Zunächst nutzen vor allem professionelle Tonstudios die neue Technik. Auch für den Privatnutzer werden Geräte angeboten, doch noch 1952 kostet ein Tonband-Koffergerät von Grundig fast 1000 D-Mark. Aber in den 1960er-Jahren werden Spulentonbandgeräte durch die Transistortechnik kompakter, leichter und billiger, und Heimtonbandgeräte erleben einen Verkaufsboom. Ende 1962 beträgt der Bestand an Tonbandgeräten in der Bundesrepublik rund fünf bis sechs Millionen. Ein Dutzend Hersteller bietet über 50 Modelle an, zu Preisen von 250 bis 2000 D-Mark.
Anfang der 1970er-Jahre überschreiten die Heimtonbandgeräte ihren Zenit, die neuen Kassettengeräte mit ihren kompakten Kassetten erobern den Markt. Sie sind viel kleiner als Spulentonbandgeräte, bequemer zu handhaben und wegen des vom Gehäuse geschützten Bands narrensicher. Noch kleinere Kassettensysteme setzen sich als Diktiergeräte durch.
Es gibt heute noch Liebhaber der analogen Technik
Ständig steigt das technische Niveau.
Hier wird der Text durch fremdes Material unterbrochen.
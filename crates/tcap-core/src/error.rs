use thiserror::Error;

use crate::transaction::MessageType;

/// Error type for TCAP encoding operations
#[derive(Debug, Error, Clone, PartialEq, Eq)]
pub enum Error {
    /// Caller-supplied operation payload is not valid hex
    #[error("Failed to decode operation payload: {0}")]
    Decode(String),

    /// Begin without an originating transaction ID
    #[error("Begin requires an originating transaction ID")]
    MissingOtid,

    /// OTID supplied on a message type that must not carry one
    #[error("{0} must not carry an originating transaction ID")]
    UnexpectedOtid(MessageType),

    /// DTID missing on Continue/End
    #[error("{0} requires a destination transaction ID")]
    MissingDtid(MessageType),

    /// DTID supplied on Begin
    #[error("{0} must not carry a destination transaction ID")]
    UnexpectedDtid(MessageType),

    /// Invoke ID outside of the INTEGER (-128..127) range of Q.773
    #[error("Invoke ID {0} out of range (-128..=127)")]
    InvokeIdOutOfRange(i32),

    /// Element content too long for a definite BER length
    #[error("Element length {0} exceeds the encodable range")]
    LengthOverflow(usize),
}

impl From<hex::FromHexError> for Error {
    fn from(err: hex::FromHexError) -> Self {
        Error::Decode(err.to_string())
    }
}

#[cfg(test)]
mod tests {
    use super::*;

    #[test]
    fn test_error_display() {
        assert_eq!(
            Error::MissingOtid.to_string(),
            "Begin requires an originating transaction ID"
        );
        assert_eq!(
            Error::MissingDtid(MessageType::End).to_string(),
            "End requires a destination transaction ID"
        );

        let err = Error::from(hex::decode("0g").unwrap_err());
        assert!(err.to_string().starts_with("Failed to decode operation payload"));
    }
}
Neues Bandmaterial kommt auf den Markt, mit dem auch Hifi-Qualität erreicht wird. Elektronische Rauschminderungssysteme steigern die Tonqualität nochmals merklich, hinzukommen neue Tonköpfe. Und so lösen die Kassettengeräte außerhalb des Profi-Bereichs die Spulentonbandgeräte langsam ab. Vor allem die Jugend begeistert sich für neue Rekorder, mit dem Walkman wird es dann irgendwann auch möglich, beim Spazieren Musik zu hören.
Dann beginnt der Siegeszug der Mikroelektronik, beginnend mit der Compact Disc – der CD. Selbst gebrannte und bespielte CDs oder DVDs, Computer-Festplatten mit ihren MP3-Musikdateien drängen die Tonband- und Kassettengeräte an den Rand, zumal nun die Bearbeitung von Tönen sehr viel leichter ist. In den Rundfunkarchiven hatte man früher große Schränke, in denen die Tonbänder aufbewahrt wurden. Heute reichen ein paar Festplatten.
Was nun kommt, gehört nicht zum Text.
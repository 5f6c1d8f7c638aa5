//! Ready-made MAP operations
//!
//! Each preset fixes the application context, invoke ID and operation code
//! of a well known MAP operation and carries a sample argument that can be
//! overridden by the caller.

use serde::{Deserialize, Serialize};

use crate::component::Invocation;
use crate::dialogue::{ApplicationContext, DialoguePortion};
use crate::transaction::TransactionMessage;
use crate::Result;

/// MAP application context version used by the presets
pub const MAP_VERSION_3: u8 = 3;

#[derive(Debug, Clone, Copy, PartialEq, Eq, Default, Serialize, Deserialize)]
#[serde(rename_all = "kebab-case")]
pub enum OperationPreset {
    /// sendRoutingInfoForSM (opcode 45) in shortMsgGatewayContext v3
    #[default]
    #[serde(alias = "sri-sm")]
    SendRoutingInfoForSm,
    /// cancelLocation (opcode 3) in locationCancellationContext v3
    CancelLocation,
}

impl OperationPreset {
    pub fn operation_code(&self) -> i32 {
        match self {
            OperationPreset::SendRoutingInfoForSm => 45,
            OperationPreset::CancelLocation => 3,
        }
    }

    pub fn invoke_id(&self) -> i32 {
        match self {
            OperationPreset::SendRoutingInfoForSm => 113,
            OperationPreset::CancelLocation => 0,
        }
    }

    pub fn application_context(&self) -> ApplicationContext {
        match self {
            OperationPreset::SendRoutingInfoForSm => ApplicationContext::SendRoutingInfoForSm,
            OperationPreset::CancelLocation => ApplicationContext::LocationCancellation,
        }
    }

    /// Sample argument, hex encoded
    ///
    /// SRI-SM: msisdn `[0]`, sm-RP-PRI `[1]` TRUE, serviceCentreAddress `[2]`.
    /// CancelLocation: IMSI OCTET STRING.
    pub fn default_payload_hex(&self) -> &'static str {
        match self {
            OperationPreset::SendRoutingInfoForSm => "8007123456789128888101FF820712345678912999",
            OperationPreset::CancelLocation => "040800010121436587f9",
        }
    }

    /// Build a Begin for this operation
    ///
    /// Missing overrides fall back to the preset's defaults.
    pub fn begin(
        &self,
        otid: u32,
        operation_code: Option<i32>,
        invoke_id: Option<i32>,
        payload_hex: Option<&str>,
        version: Option<u8>,
    ) -> Result<TransactionMessage> {
        let invocation = Invocation::from_hex(
            invoke_id.unwrap_or_else(|| self.invoke_id()),
            operation_code.unwrap_or_else(|| self.operation_code()),
            payload_hex.unwrap_or_else(|| self.default_payload_hex()),
        )?;
        let dialogue = DialoguePortion::new(
            self.application_context(),
            version.unwrap_or(MAP_VERSION_3),
        );
        Ok(TransactionMessage::begin(otid)
            .with_dialogue(dialogue)
            .with_invocation(invocation))
    }
}

#[cfg(test)]
mod tests {
    use super::*;
    use crate::error::Error;

    #[test]
    fn test_cancel_location_defaults() {
        let msg = OperationPreset::CancelLocation
            .begin(0x11111111, None, None, None, None)
            .unwrap();
        assert_eq!(msg.components.len(), 1);
        assert_eq!(msg.components[0].operation_code, 3);
        assert_eq!(msg.components[0].invoke_id, 0);
        assert_eq!(
            &msg.components[0].payload[..],
            &[0x04, 0x08, 0x00, 0x01, 0x01, 0x21, 0x43, 0x65, 0x87, 0xF9]
        );
        let dialogue = msg.dialogue.unwrap();
        assert_eq!(dialogue.application_context.value(), 2);
        assert_eq!(dialogue.version, 3);
    }

    #[test]
    fn test_overrides_win() {
        let msg = OperationPreset::SendRoutingInfoForSm
            .begin(1, Some(46), Some(5), Some("0102"), Some(2))
            .unwrap();
        assert_eq!(msg.components[0].operation_code, 46);
        assert_eq!(msg.components[0].invoke_id, 5);
        assert_eq!(&msg.components[0].payload[..], &[0x01, 0x02]);
        assert_eq!(msg.dialogue.unwrap().version, 2);
    }

    #[test]
    fn test_bad_payload_is_decode_error() {
        let err = OperationPreset::SendRoutingInfoForSm
            .begin(1, None, None, Some("xyz"), None)
            .unwrap_err();
        assert!(matches!(err, Error::Decode(_)));
    }
}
Dennoch gibt es auch heute noch Liebhaber der analogen Technik, die ihren hochwertigen Geräten inklusive des guten, alten Tonbands treu geblieben sind. Aufnahme und Wiedergabe sind hochklassig, die Rauschunterdrückung ist meisterhaft perfektioniert, auch in den Topstudios steht im Hightech-Umfeld noch immer mindestens eine analoge Bandmaschine.